Right now, it’s not legally allowed
Rules and regulations in Canada surrounding cannabis sales are very strict, prohibiting any pot products from being sold by an unlicensed vendor. Only licensed and approved dispensaries can peddle green goods to the public, and to change it so that small producers like craft cultivators can bring their harvest to the table is going to be hard. Three big problems will need to be tackled first, a challenge that’s a whole lot easier said than it is done.
1. Rules and regulations
The rules and regulations we have in place to disperse products to licensed dispensaries begin at the factory and end at the storefront to ensure that proper measures are taken all along the way to deliver high-quality products. If we were to allow craft cultivators to bring their harvests to market, we’d need to come up with a whole new reliable way to do these quality checks.
2. New packaging standards
When you shop through dispensaries, you’re welcomed by the look and feel of product packaging that is tamper-resistant, air sealed, and properly labelled, but would farmers’ markets offer the same experience? Since these venues typically allow farmers to display their products out in the open for all to see, some concessions would have to be made for cannabis. We would need to come up with a plan for packaging that is just as safe as what consumers would expect from anywhere else they’d be buying weed.

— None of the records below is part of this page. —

// SPDX-FileCopyrightText: 2026 Eli Array Minkoff
//
// SPDX-License-Identifier: 0BSD

//! CPU registers

use std::collections::BTreeMap;

/// Name under which [`Registers::relative_base`] is reachable through [`Registers::get`]
pub const RELATIVE_BASE: &str = "relative_base";

#[derive(Debug, Default, Clone, PartialEq)]
/// Named integer registers owned by a [`Cpu`](crate::Cpu)
///
/// The relative base is always present. Caller-supplied opcodes may keep their own state in
/// additional named registers, which start out absent and read as `0`.
pub struct Registers {
    /// Added to relative mode operands before addressing memory
    pub relative_base: i64,
    extra: BTreeMap<Box<str>, i64>,
}

impl Registers {
    /// Read a register by name
    pub fn get(&self, name: &str) -> i64 {
        if name == RELATIVE_BASE {
            self.relative_base
        } else {
            self.extra.get(name).copied().unwrap_or_default()
        }
    }

    /// Set a register by name, creating it if needed
    pub fn set(&mut self, name: &str, value: i64) {
        if name == RELATIVE_BASE {
            self.relative_base = value;
        } else if let Some(reg) = self.extra.get_mut(name) {
            *reg = value;
        } else {
            self.extra.insert(Box::from(name), value);
        }
    }

    /// Iterate over every register, the relative base first
    pub fn iter(&self) -> impl Iterator<Item = (&str, i64)> {
        std::iter::once((RELATIVE_BASE, self.relative_base))
            .chain(self.extra.iter().map(|(k, &v)| (k.as_ref(), v)))
    }
}
// SPDX-FileCopyrightText: 2026 Eli Array Minkoff
//
// SPDX-License-Identifier: 0BSD

//! A solution to Advent of Code 2019 Day 9 built using the `intcode_cpu` library.

use intcode_cpu::prelude::*;
use intcode_cpu::program::parse_program;

fn boost(code: &[i64], mode: i64) -> i64 {
    let (outputs, table) = bind_io([mode], None);
    Cpu::new(table)
        .reset(code.iter().copied())
        .execute()
        .unwrap();
    let output = outputs.take();
    assert_eq!(output.len(), 1, "{output:?}");
    output[0]
}

fn main() {
    use std::env::args_os;
    use std::fs::read_to_string;
    let input =
        read_to_string(args_os().nth(1).expect("missing file name")).expect("failed to read file");
    let code = parse_program(&input).unwrap();
    println!("part 1: {}", boost(&code, 1));
    println!("part 2: {}", boost(&code, 2));
}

3. Changing the way we conduct compliance checks
Compliance checks are standard in the industry, and really easy to do at a physical storefront because it never changes, making things like random inspections possible. Small craft cultivators who are scatted all across the country would be much harder to reach, in particular those that are operating far away from any major towns or cities, as their farms would require extensive travel to get to, and their locations of operation would be changing as often as once or twice a week. It’s tricky but not impossible.

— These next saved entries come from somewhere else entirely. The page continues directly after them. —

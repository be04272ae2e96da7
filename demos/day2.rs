// SPDX-FileCopyrightText: 2026 Eli Array Minkoff
//
// SPDX-License-Identifier: 0BSD

//! A solution to Advent of Code 2019 Day 2 built using the `intcode_cpu` library.

use intcode_cpu::prelude::*;
use intcode_cpu::program::parse_program;

/// Run `code` with the noun and verb patched in, returning address 0
fn run(cpu: &mut Cpu, code: &[i64], noun: i64, verb: i64) -> i64 {
    cpu.reset(code.iter().copied());
    cpu.memory_mut().write(1, noun).unwrap();
    cpu.memory_mut().write(2, verb).unwrap();
    cpu.execute().expect("intcode did not run to completion");
    cpu.memory().peek(0)
}

fn part2(cpu: &mut Cpu, code: &[i64]) -> i64 {
    for noun in 0..=99 {
        for verb in 0..=99 {
            #[allow(clippy::unreadable_literal, reason = "from Advent of Code")]
            if run(cpu, code, noun, verb) == 19690720 {
                return 100 * noun + verb;
            }
        }
    }
    panic!("no answer found for part 2");
}

fn main() {
    use std::env::args_os;
    use std::fs::read_to_string;
    let input =
        read_to_string(args_os().nth(1).expect("missing file name")).expect("failed to read file");
    let code = parse_program(&input).unwrap();

    // one CPU, reset for every attempt
    let mut cpu = Cpu::new(OpcodeTable::core());
    println!("part 1: {}", run(&mut cpu, &code, 12, 2));
    println!("part 2: {}", part2(&mut cpu, &code));
}
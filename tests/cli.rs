//! Run the `intcode` binary against small programs.
// SPDX-FileCopyrightText: 2026 Eli Array Minkoff
//
// SPDX-License-Identifier: 0BSD

use std::fs;
use std::path::PathBuf;
use assert_cmd::Command;

/// Write `contents` to a file named `name` in cargo's scratch directory
fn program_file(name: &str, contents: impl AsRef<[u8]>) -> PathBuf {
    let path = PathBuf::from(env!("CARGO_TARGET_TMPDIR")).join(name);
    fs::write(&path, contents).unwrap();
    path
}

fn intcode() -> Command {
    Command::cargo_bin("intcode").unwrap()
}

#[test]
fn inputs_from_arguments() {
    let path = program_file("cmp8.int", "3,9,8,9,10,9,4,9,99,-1,8\n");
    intcode()
        .arg(&path)
        .args(["--input", "8"])
        .assert()
        .success()
        .stdout("1\n");
    intcode()
        .arg(&path)
        .args(["--input", "-3"])
        .assert()
        .success()
        .stdout("0\n");
}

#[test]
fn interactive_input() {
    let path = program_file("echo.int", "3,0,4,0,99");
    intcode()
        .arg(&path)
        .arg("--interactive")
        .write_stdin("\n42\n")
        .assert()
        .success()
        .stdout("i> i> 42\n");
}

#[test]
fn ascii_output() {
    let path = program_file("hi.int", "104,72,104,105,104,10,99");
    intcode()
        .arg(&path)
        .arg("--ascii")
        .assert()
        .success()
        .stdout("Hi\n");
}

#[test]
fn binary_program_and_dump() {
    let bytes: Vec<u8> = [1101_i64, 2, 3, 5, 99, 0]
        .into_iter()
        .flat_map(i64::to_le_bytes)
        .collect();
    let path = program_file("add.bin", bytes);
    intcode()
        .arg(&path)
        .args(["--format", "binle", "--dump"])
        .assert()
        .success()
        .stdout("1101,2,3,5,99,5\n");
}

#[test]
fn missing_input_fails() {
    let path = program_file("needs-input.int", "3,0,99");
    intcode().arg(&path).assert().failure();
}

#[test]
fn memory_limit_is_configurable() {
    let path = program_file("far-write.int", "1101,1,1,5000,99");
    intcode().arg(&path).assert().success();
    intcode()
        .arg(&path)
        .args(["--memory-limit", "100"])
        .assert()
        .failure();
}
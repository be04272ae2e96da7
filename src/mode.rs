// SPDX-FileCopyrightText: 2024 - 2026 Eli Array Minkoff
//
// SPDX-License-Identifier: 0BSD

//! Parameter modes and mode-digit decoding

use std::fmt::{self, Display};

use crate::{CpuError, Memory, Registers};

/// Parameter mode for an Intcode instruction
///
/// Intcode instruction parameters each have a mode:  [positional], [immediate], or [relative].
///
/// When executing an intcode instruction, the instruction's parameters are interpreted in
/// accordance with their associated modes.
///
/// [positional]: ParameterMode::Positional
/// [immediate]: ParameterMode::Immediate
/// [relative]: ParameterMode::Relative
#[derive(Debug, PartialEq, Eq, Copy, Clone, Default)]
pub enum ParameterMode {
    /// Positional Mode
    ///
    /// A parameter in positional mode evaluates to the value at the address specified by the
    /// parameter.
    #[default]
    Positional = 0,
    /// Immediate Mode
    ///
    /// A parameter in immediate mode evaluates directly to the value specified. Instructions which
    /// write to memory may not use immediate mode for their destinations.
    #[doc(alias = "#")]
    Immediate = 1,
    /// Relative Mode
    ///
    /// A parameter in relative mode evaluates to the value at the address specified by the
    /// parameter, added to the [relative base](Registers::relative_base), which starts out as `0`
    /// but can be modified throughout the program's execution.
    #[doc(alias = "@")]
    Relative = 2,
}

impl Display for ParameterMode {
    fn fmt(&self, fmt: &mut fmt::Formatter<'_>) -> fmt::Result {
        match self {
            ParameterMode::Positional => Ok(()),
            ParameterMode::Immediate => write!(fmt, "#"),
            ParameterMode::Relative => write!(fmt, "@"),
        }
    }
}

impl TryFrom<i64> for ParameterMode {
    type Error = CpuError;
    fn try_from(i: i64) -> Result<Self, Self::Error> {
        match i {
            0 => Ok(ParameterMode::Positional),
            1 => Ok(ParameterMode::Immediate),
            2 => Ok(ParameterMode::Relative),
            _ => Err(CpuError::UnknownMode(i)),
        }
    }
}

impl ParameterMode {
    /// Resolve a raw operand word into a value
    pub fn get(self, memory: &mut Memory, raw: i64, registers: &Registers) -> Result<i64, CpuError> {
        match self {
            ParameterMode::Positional => memory.read(raw),
            ParameterMode::Immediate => Ok(raw),
            ParameterMode::Relative => {
                let address = Self::relative(memory, raw, registers)?;
                memory.read(address)
            }
        }
    }

    /// Add the relative base to a raw operand, failing instead of overflowing
    fn relative(memory: &Memory, raw: i64, registers: &Registers) -> Result<i64, CpuError> {
        raw.checked_add(registers.relative_base).ok_or(if raw < 0 {
            CpuError::NegativeAddress(raw)
        } else {
            CpuError::MemoryLimit {
                address: raw,
                limit: memory.limit(),
            }
        })
    }

    /// The address a raw operand word refers to when written through.
    ///
    /// Fails with [`CpuError::IllegalWrite`] in immediate mode.
    pub fn target(self, memory: &Memory, raw: i64, registers: &Registers) -> Result<i64, CpuError> {
        match self {
            ParameterMode::Positional => Ok(raw),
            ParameterMode::Immediate => Err(CpuError::IllegalWrite(raw)),
            ParameterMode::Relative => Self::relative(memory, raw, registers),
        }
    }

    /// Store `value` at the address a raw operand word refers to.
    ///
    /// Fails with [`CpuError::IllegalWrite`] in immediate mode.
    pub fn set(
        self,
        memory: &mut Memory,
        raw: i64,
        value: i64,
        registers: &Registers,
    ) -> Result<(), CpuError> {
        let address = self.target(memory, raw, registers)?;
        memory.write(address, value)
    }

    /// Decode the modes of the first `count` parameters of an instruction word
    ///
    /// Given the word `ABCDE`, `DE` is the opcode, `C` is the first parameter's mode, `B` the
    /// second's, and `A` the third's. Digits past the start of the word are `0`, so `1002` decodes
    /// as positional, immediate, positional.
    pub fn decode(word: i64, count: usize) -> Result<Vec<Self>, CpuError> {
        let mut digits = word / 100;
        let mut modes = Vec::with_capacity(count);
        for _ in 0..count {
            modes.push(Self::try_from(digits % 10)?);
            digits /= 10;
        }
        Ok(modes)
    }
}
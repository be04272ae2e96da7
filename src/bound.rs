// SPDX-FileCopyrightText: 2024 - 2026 Eli Array Minkoff
//
// SPDX-License-Identifier: 0BSD

//! One-shot pairing of an [`Instruction`] with the memory it runs against

use crate::{CpuError, Instruction, Memory, Operation, ParameterMode, Registers};

#[derive(Debug, PartialEq, Eq, Clone, Copy)]
/// Result of executing a single instruction
pub enum StepOutcome {
    /// Execution continues at the contained position
    Continue(i64),
    /// A halt instruction ran
    Halted,
}

#[derive(Debug, PartialEq, Clone)]
/// What a [`BoundInstruction`] did, for the caller's bookkeeping
pub struct Executed {
    /// Where execution goes next
    pub outcome: StepOutcome,
    /// `(raw word, resolved value)` for each parameter. For the write target, the resolved value
    /// is the address written to.
    pub params: Vec<(i64, i64)>,
    /// The value written through the final parameter, if any
    pub stored: Option<i64>,
    /// Whether a jump was taken, even if it landed where execution would have gone anyway
    pub jumped: bool,
}

/// A decoded instruction bound to the position it was fetched from, ready to run once
///
/// Built fresh for every step by [`Cpu::step`](crate::Cpu::step), which hands it disjoint borrows
/// of its memory and registers.
pub struct BoundInstruction<'c> {
    instruction: &'c Instruction,
    modes: Vec<ParameterMode>,
    pos: i64,
    memory: &'c mut Memory,
    registers: &'c mut Registers,
}

impl<'c> BoundInstruction<'c> {
    /// Decode the parameter modes of `word` for `instruction`, which was fetched from `pos`
    pub fn bind(
        word: i64,
        instruction: &'c Instruction,
        pos: i64,
        memory: &'c mut Memory,
        registers: &'c mut Registers,
    ) -> Result<Self, CpuError> {
        let modes = ParameterMode::decode(word, instruction.param_count())?;
        Ok(Self {
            instruction,
            modes,
            pos,
            memory,
            registers,
        })
    }

    /// The parameter modes, one per parameter
    pub fn modes(&self) -> &[ParameterMode] {
        &self.modes
    }

    /// Address of the first parameter word
    pub fn offset(&self) -> i64 {
        self.pos + 1
    }

    /// Run the instruction
    pub fn execute(self) -> Result<Executed, CpuError> {
        let Self {
            instruction,
            modes,
            pos,
            memory,
            registers,
        } = self;
        let arg_count = instruction.arg_count();
        let offset = pos + 1;
        let next = offset + instruction.param_count() as i64;

        let mut params = Vec::with_capacity(modes.len());
        for (i, mode) in modes.iter().take(arg_count).enumerate() {
            let raw = memory.read(offset + i as i64)?;
            params.push((raw, mode.get(memory, raw, registers)?));
        }
        let args: Vec<i64> = params.iter().map(|&(_, val)| val).collect();
        let args = args.as_slice();

        let result = match instruction.operation() {
            Operation::Halt => {
                return Ok(Executed {
                    outcome: StepOutcome::Halted,
                    params,
                    stored: None,
                    jumped: false,
                });
            }
            Operation::Compute(f) => f(args)?,
            Operation::WithRegisters(f) => f(args, registers)?,
            Operation::AdjustRelativeBase => {
                registers.relative_base = registers
                    .relative_base
                    .checked_add(args[0])
                    .ok_or_else(|| CpuError::custom("relative base overflowed"))?;
                registers.relative_base
            }
            Operation::Jump(predicate) => {
                let (tested, target) = args.split_at(arg_count - 1);
                let target = target[0];
                if !predicate(tested) {
                    return Ok(Executed {
                        outcome: StepOutcome::Continue(next),
                        params,
                        stored: None,
                        jumped: false,
                    });
                }
                if target < 0 {
                    return Err(CpuError::NegativeAddress(target));
                }
                return Ok(Executed {
                    outcome: StepOutcome::Continue(target),
                    params,
                    stored: None,
                    jumped: true,
                });
            }
        };

        let mut stored = None;
        if instruction.has_output() {
            // the destination word is always an address, never a value
            let raw = memory.read(offset + arg_count as i64)?;
            let address = modes[arg_count].target(memory, raw, registers)?;
            memory.write(address, result)?;
            params.push((raw, address));
            stored = Some(result);
        }

        Ok(Executed {
            outcome: StepOutcome::Continue(next),
            params,
            stored,
            jumped: false,
        })
    }
}
// SPDX-FileCopyrightText: 2026 Eli Array Minkoff
//
// SPDX-License-Identifier: 0BSD

//! A solution to Advent of Code 2019 Day 5 built using the `intcode_cpu` library.

use intcode_cpu::prelude::*;
use intcode_cpu::program::parse_program;

fn diagnostic(code: &[i64], system_id: i64) -> i64 {
    let (outputs, table) = bind_io([system_id], None);
    Cpu::new(table)
        .reset(code.iter().copied())
        .execute()
        .unwrap();
    let mut outputs = outputs.take();
    let diagnostic = outputs.pop().unwrap();
    assert!(outputs.into_iter().all(|i| i == 0), "diagnostic failed");

    diagnostic
}

fn main() {
    use std::env::args_os;
    use std::fs::read_to_string;
    let input =
        read_to_string(args_os().nth(1).expect("missing file name")).expect("failed to read file");
    let code = parse_program(&input).unwrap();
    println!("part 1: {}", diagnostic(&code, 1));
    println!("part 2: {}", diagnostic(&code, 5));
}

Does cannabis belong in a farmers’ market?
Some might disagree but both farmers and cultivators believe that weed should be offered through far more venues than regular dispensaries. Though large producers might not need to have access to this niche portion of the market, craft cultivators could use the chance to pay their bills which are slowly piling up, so that they can continue to exist. We’ve seen dozens of incredibly talented small-time growers die because they have few chances to compete with big conglomerates, and this could be the answer that saves them.